BEGIN PROVIDED DATA

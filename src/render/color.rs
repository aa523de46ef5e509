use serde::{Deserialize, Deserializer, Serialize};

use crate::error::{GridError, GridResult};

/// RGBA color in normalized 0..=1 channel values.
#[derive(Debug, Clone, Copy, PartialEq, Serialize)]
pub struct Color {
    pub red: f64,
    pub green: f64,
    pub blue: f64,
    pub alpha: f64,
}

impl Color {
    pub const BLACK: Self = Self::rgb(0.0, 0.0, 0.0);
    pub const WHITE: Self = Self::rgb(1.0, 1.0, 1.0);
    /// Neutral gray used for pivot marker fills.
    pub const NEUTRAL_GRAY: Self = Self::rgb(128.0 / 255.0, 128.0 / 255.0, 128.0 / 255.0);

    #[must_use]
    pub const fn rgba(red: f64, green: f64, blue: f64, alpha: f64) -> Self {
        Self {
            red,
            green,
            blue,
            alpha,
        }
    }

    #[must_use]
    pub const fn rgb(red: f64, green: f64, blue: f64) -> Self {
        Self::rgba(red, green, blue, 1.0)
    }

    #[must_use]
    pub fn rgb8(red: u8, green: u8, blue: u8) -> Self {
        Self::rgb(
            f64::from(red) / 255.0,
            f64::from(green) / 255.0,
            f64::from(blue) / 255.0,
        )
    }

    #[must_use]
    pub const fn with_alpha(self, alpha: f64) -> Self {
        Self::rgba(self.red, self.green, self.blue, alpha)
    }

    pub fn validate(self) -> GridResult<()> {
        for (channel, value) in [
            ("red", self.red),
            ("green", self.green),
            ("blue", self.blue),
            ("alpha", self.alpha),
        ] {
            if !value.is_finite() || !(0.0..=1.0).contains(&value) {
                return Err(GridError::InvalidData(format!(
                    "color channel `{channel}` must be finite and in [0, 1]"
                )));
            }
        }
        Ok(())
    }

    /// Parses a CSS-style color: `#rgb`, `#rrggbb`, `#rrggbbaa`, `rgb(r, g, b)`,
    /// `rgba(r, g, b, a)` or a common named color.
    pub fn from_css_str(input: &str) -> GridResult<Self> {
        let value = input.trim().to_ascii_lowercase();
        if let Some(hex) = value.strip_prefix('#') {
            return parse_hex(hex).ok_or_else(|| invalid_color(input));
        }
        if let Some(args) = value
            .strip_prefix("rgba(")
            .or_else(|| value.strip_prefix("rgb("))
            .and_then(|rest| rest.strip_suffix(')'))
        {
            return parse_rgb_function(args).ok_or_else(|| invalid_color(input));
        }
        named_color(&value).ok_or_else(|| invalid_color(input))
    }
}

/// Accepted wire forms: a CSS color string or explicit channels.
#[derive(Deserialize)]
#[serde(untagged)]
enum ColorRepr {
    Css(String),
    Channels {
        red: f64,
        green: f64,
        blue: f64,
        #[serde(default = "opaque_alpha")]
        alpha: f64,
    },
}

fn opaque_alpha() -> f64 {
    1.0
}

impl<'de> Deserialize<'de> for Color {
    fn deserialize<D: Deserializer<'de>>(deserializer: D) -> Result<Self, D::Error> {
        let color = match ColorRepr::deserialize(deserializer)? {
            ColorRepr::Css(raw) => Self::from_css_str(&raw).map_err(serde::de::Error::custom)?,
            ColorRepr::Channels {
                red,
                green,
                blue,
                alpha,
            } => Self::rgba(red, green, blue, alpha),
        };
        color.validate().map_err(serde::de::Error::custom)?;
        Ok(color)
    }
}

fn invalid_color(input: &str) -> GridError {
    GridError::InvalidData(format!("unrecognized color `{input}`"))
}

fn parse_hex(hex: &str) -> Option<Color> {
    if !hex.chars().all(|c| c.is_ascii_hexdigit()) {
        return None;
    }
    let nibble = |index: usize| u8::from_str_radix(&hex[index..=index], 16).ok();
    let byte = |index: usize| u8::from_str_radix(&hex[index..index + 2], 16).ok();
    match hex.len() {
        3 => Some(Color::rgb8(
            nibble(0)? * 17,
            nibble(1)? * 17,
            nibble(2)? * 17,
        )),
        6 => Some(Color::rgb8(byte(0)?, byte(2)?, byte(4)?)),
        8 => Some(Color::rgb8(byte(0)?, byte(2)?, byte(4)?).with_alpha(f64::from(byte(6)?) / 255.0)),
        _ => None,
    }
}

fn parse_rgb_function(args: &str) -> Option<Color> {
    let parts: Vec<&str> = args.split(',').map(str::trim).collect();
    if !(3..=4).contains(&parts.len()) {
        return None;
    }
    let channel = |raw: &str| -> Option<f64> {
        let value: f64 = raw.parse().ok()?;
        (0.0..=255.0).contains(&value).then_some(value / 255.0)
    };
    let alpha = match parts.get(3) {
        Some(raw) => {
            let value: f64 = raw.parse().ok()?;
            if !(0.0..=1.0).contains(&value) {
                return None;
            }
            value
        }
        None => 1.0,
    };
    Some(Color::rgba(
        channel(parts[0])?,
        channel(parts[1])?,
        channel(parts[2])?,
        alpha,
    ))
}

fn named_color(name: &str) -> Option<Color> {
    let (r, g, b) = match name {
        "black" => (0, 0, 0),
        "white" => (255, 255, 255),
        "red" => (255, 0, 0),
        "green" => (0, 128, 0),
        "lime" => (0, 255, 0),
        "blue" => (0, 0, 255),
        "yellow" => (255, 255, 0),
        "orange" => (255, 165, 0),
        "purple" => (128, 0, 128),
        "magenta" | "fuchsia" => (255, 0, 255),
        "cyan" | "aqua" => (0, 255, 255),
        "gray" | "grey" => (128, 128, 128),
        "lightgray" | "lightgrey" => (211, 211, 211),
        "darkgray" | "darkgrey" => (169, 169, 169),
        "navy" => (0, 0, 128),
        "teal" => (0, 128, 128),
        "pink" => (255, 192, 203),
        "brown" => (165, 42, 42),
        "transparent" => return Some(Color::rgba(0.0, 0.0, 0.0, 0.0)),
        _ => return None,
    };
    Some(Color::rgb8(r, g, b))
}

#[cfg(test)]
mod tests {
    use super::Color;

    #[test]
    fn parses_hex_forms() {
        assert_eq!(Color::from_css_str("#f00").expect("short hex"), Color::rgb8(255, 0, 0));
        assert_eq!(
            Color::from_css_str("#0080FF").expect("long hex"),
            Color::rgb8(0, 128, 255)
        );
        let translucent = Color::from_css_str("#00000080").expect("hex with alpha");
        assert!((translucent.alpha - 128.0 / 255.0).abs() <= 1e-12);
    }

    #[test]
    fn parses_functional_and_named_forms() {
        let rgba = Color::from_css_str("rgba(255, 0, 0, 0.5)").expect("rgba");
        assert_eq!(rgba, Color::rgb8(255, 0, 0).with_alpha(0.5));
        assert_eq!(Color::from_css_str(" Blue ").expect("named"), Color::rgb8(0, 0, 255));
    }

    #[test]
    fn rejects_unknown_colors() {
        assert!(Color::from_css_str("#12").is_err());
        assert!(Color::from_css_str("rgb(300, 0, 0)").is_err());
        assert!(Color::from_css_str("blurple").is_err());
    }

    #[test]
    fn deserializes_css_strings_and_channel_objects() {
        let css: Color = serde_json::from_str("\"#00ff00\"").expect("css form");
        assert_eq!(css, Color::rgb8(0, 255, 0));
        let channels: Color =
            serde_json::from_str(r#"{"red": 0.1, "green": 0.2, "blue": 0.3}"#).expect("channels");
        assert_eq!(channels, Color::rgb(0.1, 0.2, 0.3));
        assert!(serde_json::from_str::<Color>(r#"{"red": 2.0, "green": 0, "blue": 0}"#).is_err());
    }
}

END PROVIDED DATA

» EXERCISE BRIEF
How many of the lines above contain the string "expect"? Give the number only.

» SOLUTION FOR THIS EXERCISE
7